(Stored data)

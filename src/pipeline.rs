use std::{collections::{BTreeMap, BTreeSet}, path::PathBuf};

use anyhow::{anyhow, Result};
use tracing::{error, info, warn};

use crate::{
    aggregate::{aggregate, assign_parents, MasterCrosswalk},
    config::BuildConfig,
    error::BuildError,
    graph::{self, AdjacencyGraph, GraphDiagnostics},
    io::{write_graph, SpotCheck},
    load::{load, RecordSource, ShapefileSource},
    map::{AdministrativeUnit, Level},
    registry::CodeRegistry,
};

/// What happened to one level during a run.
#[derive(Debug, Clone, PartialEq)]
pub enum LevelOutcome {
    /// Graph built, validated and written.
    Built { nodes: usize, edges: usize, components: usize },
    /// Units produced for a dependent level only; no artifacts written.
    Loaded { units: usize },
    Failed { error: String },
    /// Not attempted because a level it depends on did not complete.
    Skipped { dependency: Level },
}

/// Per-level outcomes of [`Pipeline::run`].
#[derive(Debug, Clone, Default, PartialEq)]
pub struct RunSummary {
    pub outcomes: BTreeMap<Level, LevelOutcome>,
}

impl RunSummary {
    #[inline] pub fn outcome(&self, level: Level) -> Option<&LevelOutcome> { self.outcomes.get(&level) }

    /// True when no level failed or was skipped.
    pub fn is_success(&self) -> bool {
        self.outcomes.values().all(|o| matches!(o, LevelOutcome::Built { .. } | LevelOutcome::Loaded { .. }))
    }
}

/// Builds the adjacency graphs for the requested levels.
pub struct Pipeline {
    config: BuildConfig,
    registry: CodeRegistry,
    master: MasterCrosswalk,
    sources: BTreeMap<Level, Box<dyn RecordSource>>,
}

impl Pipeline {
    pub fn new(config: BuildConfig, registry: CodeRegistry, master: MasterCrosswalk) -> Self {
        Self { config, registry, master, sources: BTreeMap::new() }
    }

    /// Pipeline over the shapefiles named in `config`, the embedded registry,
    /// and the configured (or embedded) master table.
    pub fn from_config(config: BuildConfig) -> Result<Self> {
        let master = match &config.master {
            Some(path) => MasterCrosswalk::from_csv(path)?,
            None => MasterCrosswalk::embedded()?,
        };
        let sources = Level::ALL.into_iter()
            .filter_map(|level| config.levels.get(level).source.clone().map(|path| (level, path)))
            .collect::<Vec<(Level, PathBuf)>>();

        let mut pipeline = Self::new(config, CodeRegistry::embedded()?, master);
        for (level, path) in sources {
            pipeline = pipeline.with_source(level, Box::new(ShapefileSource::new(path)));
        }
        Ok(pipeline)
    }

    /// Read `level` from `source` instead of aggregating it.
    pub fn with_source(mut self, level: Level, source: Box<dyn RecordSource>) -> Self {
        self.sources.insert(level, source);
        self
    }

    /// The level whose units `level` is built from, if any.
    fn dependency(&self, level: Level) -> Option<Level> {
        match level {
            Level::Prefecture if !self.sources.contains_key(&Level::Prefecture) => Some(Level::Municipality),
            Level::Block => Some(Level::Prefecture),
            _ => None,
        }
    }

    /// Build `levels` in dependency order. A failure is recorded and logged;
    /// levels depending on the failed one are skipped, the rest still run.
    pub fn run(&self, levels: &[Level]) -> RunSummary {
        let requested = levels.iter().copied().collect::<BTreeSet<_>>();
        let mut needed = requested.clone();
        for level in Level::ALL.into_iter().rev() {
            if needed.contains(&level) {
                if let Some(dependency) = self.dependency(level) { needed.insert(dependency); }
            }
        }

        let mut summary = RunSummary::default();
        let mut done: BTreeMap<Level, Vec<AdministrativeUnit>> = BTreeMap::new();

        for level in Level::ALL.into_iter().filter(|level| needed.contains(level)) {
            if let Some(dependency) = self.dependency(level) {
                if !done.contains_key(&dependency) {
                    warn!(%level, %dependency, "skipping level: dependency did not complete");
                    summary.outcomes.insert(level, LevelOutcome::Skipped { dependency });
                    continue;
                }
            }

            let result = self.units(level, &done).and_then(|units| {
                let outcome = if requested.contains(&level) {
                    self.build_level(level, &units)?
                } else {
                    LevelOutcome::Loaded { units: units.len() }
                };
                Ok((units, outcome))
            });

            match result {
                Ok((units, outcome)) => {
                    done.insert(level, units);
                    summary.outcomes.insert(level, outcome);
                }
                Err(err) => {
                    error!(%level, "level failed: {err:#}");
                    summary.outcomes.insert(level, LevelOutcome::Failed { error: format!("{err:#}") });
                }
            }
        }

        summary
    }

    /// Produce the units of `level`, with parent references attached.
    fn units(&self, level: Level, done: &BTreeMap<Level, Vec<AdministrativeUnit>>) -> Result<Vec<AdministrativeUnit>> {
        let source = || self.sources.get(&level)
            .ok_or_else(|| anyhow!("[pipeline] no source configured for {level}"));
        let built = |dependency: Level| done.get(&dependency)
            .ok_or_else(|| anyhow!("[pipeline] {dependency} units are not available"));

        let mut units = match level {
            Level::District | Level::Municipality => load(level, source()?.as_ref())?,
            Level::Prefecture if self.sources.contains_key(&level) => load(level, source()?.as_ref())?,
            Level::Prefecture => aggregate(built(Level::Municipality)?, &self.master.prefix())?,
            Level::Block => aggregate(built(Level::Prefecture)?, &self.master.pref_to_block())?,
        };

        if level == Level::Municipality {
            let canonical = self.registry.canonical_set(level, units.iter().map(|u| u.code.clone()));
            units.retain(|unit| canonical.contains(&unit.code));
        }

        if let Some(expected) = level.expected_count() {
            if units.len() != expected {
                return Err(BuildError::CardinalityMismatch { level, expected, found: units.len() }.into());
            }
        }

        match level {
            Level::District | Level::Municipality => assign_parents(&mut units, &self.master.prefix())?,
            Level::Prefecture => assign_parents(&mut units, &self.master.pref_to_block())?,
            Level::Block => {}
        }
        Ok(units)
    }

    /// Build, validate and persist the graph over `units`.
    fn build_level(&self, level: Level, units: &[AdministrativeUnit]) -> Result<LevelOutcome> {
        let level_config = self.config.levels.get(level);

        let graph = graph::build(units, &level_config.contiguity)?;
        let diagnostics = GraphDiagnostics::compute(&graph);
        graph::validate(level, &graph, &diagnostics)?;

        if !diagnostics.isolated.is_empty() {
            let names = diagnostics.isolated.iter().take(10)
                .filter_map(|&i| unit_by_code(units, &graph, i))
                .map(|u| u.name.to_string())
                .collect::<Vec<_>>();
            info!(%level, isolated = diagnostics.isolated.len(), "isolated units: {}", names.join(", "));
        }

        let checks = spot_checks(&graph, units, &level_config.spot_checks);
        write_graph(&self.config.output_dir, level, &graph, units, &diagnostics, &checks)?;

        Ok(LevelOutcome::Built {
            nodes: graph.node_count(),
            edges: graph.edge_count(),
            components: diagnostics.component_count(),
        })
    }
}

fn unit_by_code<'a>(units: &'a [AdministrativeUnit], graph: &AdjacencyGraph, node: usize) -> Option<&'a AdministrativeUnit> {
    units.iter().find(|u| &u.code == graph.code(node))
}

/// Neighbor names of the units whose region-qualified name is in `names`.
pub fn spot_checks(graph: &AdjacencyGraph, units: &[AdministrativeUnit], names: &[String]) -> Vec<SpotCheck> {
    names.iter()
        .map(|name| {
            let Some(unit) = units.iter().find(|u| u.full_name() == *name) else {
                warn!(name = %name, "spot check: unit not found");
                return SpotCheck { name: name.clone(), code: None, neighbors: Vec::new() };
            };
            let neighbors = graph.index_of(&unit.code)
                .map(|node| graph.neighbors(node).iter()
                    .filter_map(|&j| unit_by_code(units, graph, j as usize))
                    .map(|u| u.name.to_string())
                    .collect::<Vec<_>>())
                .unwrap_or_default();
            info!(name = %name, neighbors = neighbors.len(), "spot check: {}", neighbors.join(", "));
            SpotCheck { name: name.clone(), code: Some(unit.code.to_string()), neighbors }
        })
        .collect()
}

# Work request
Print exactly the lines above from the one with "let mut needed = requested.clone();" to the one with "for level in Level::ALL.into_iter().filter(|level|", including both.

# Answer to this task
        let mut needed = requested.clone();
        for level in Level::ALL.into_iter().rev() {
            if needed.contains(&level) {
                if let Some(dependency) = self.dependency(level) { needed.insert(dependency); }
            }
        }

        let mut summary = RunSummary::default();
        let mut done: BTreeMap<Level, Vec<AdministrativeUnit>> = BTreeMap::new();

        for level in Level::ALL.into_iter().filter(|level| needed.contains(level)) {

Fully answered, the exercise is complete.